[Task description]
Copy every line of the data in which the word "crate" occurs.

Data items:
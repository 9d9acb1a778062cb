//! Configuration for the contact globe: `config.ron` in the platform config
//! directory, overridable from the command line.

mod cli;
mod config;
mod error;

pub use cli::CliArgs;
pub use config::{
    CONFIG_FILE, Config, DebugConfig, RenderConfig, SceneConfig, WindowConfig,
    default_config_dir,
};
pub use error::ConfigError;
use crate::camera::Camera;
use crate::overlay::StarOverlay;
use crate::scene::Scene;

/// Everything a frame reads: the scene, its camera, the star overlay and
/// the clock.
///
/// Owned by the frame loop, mutated in its update step and lent immutably
/// to the renderer.
#[derive(Debug)]
pub struct RenderState {
    pub scene: Scene,
    pub camera: Camera,
    /// Drawn over the scene; empty when disabled.
    pub overlay: StarOverlay,
    /// Seconds since the loop started.
    pub elapsed: f32,
    /// Frames drawn so far.
    pub frame: u64,
}

impl RenderState {
    pub fn new(scene: Scene, camera: Camera) -> Self {
        Self {
            scene,
            camera,
            overlay: StarOverlay::default(),
            elapsed: 0.0,
            frame: 0,
        }
    }

    pub fn with_overlay(mut self, overlay: StarOverlay) -> Self {
        self.overlay = overlay;
        self
    }
}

[Response below]
use crate::camera::Camera;
use crate::overlay::StarOverlay;
use crate::scene::Scene;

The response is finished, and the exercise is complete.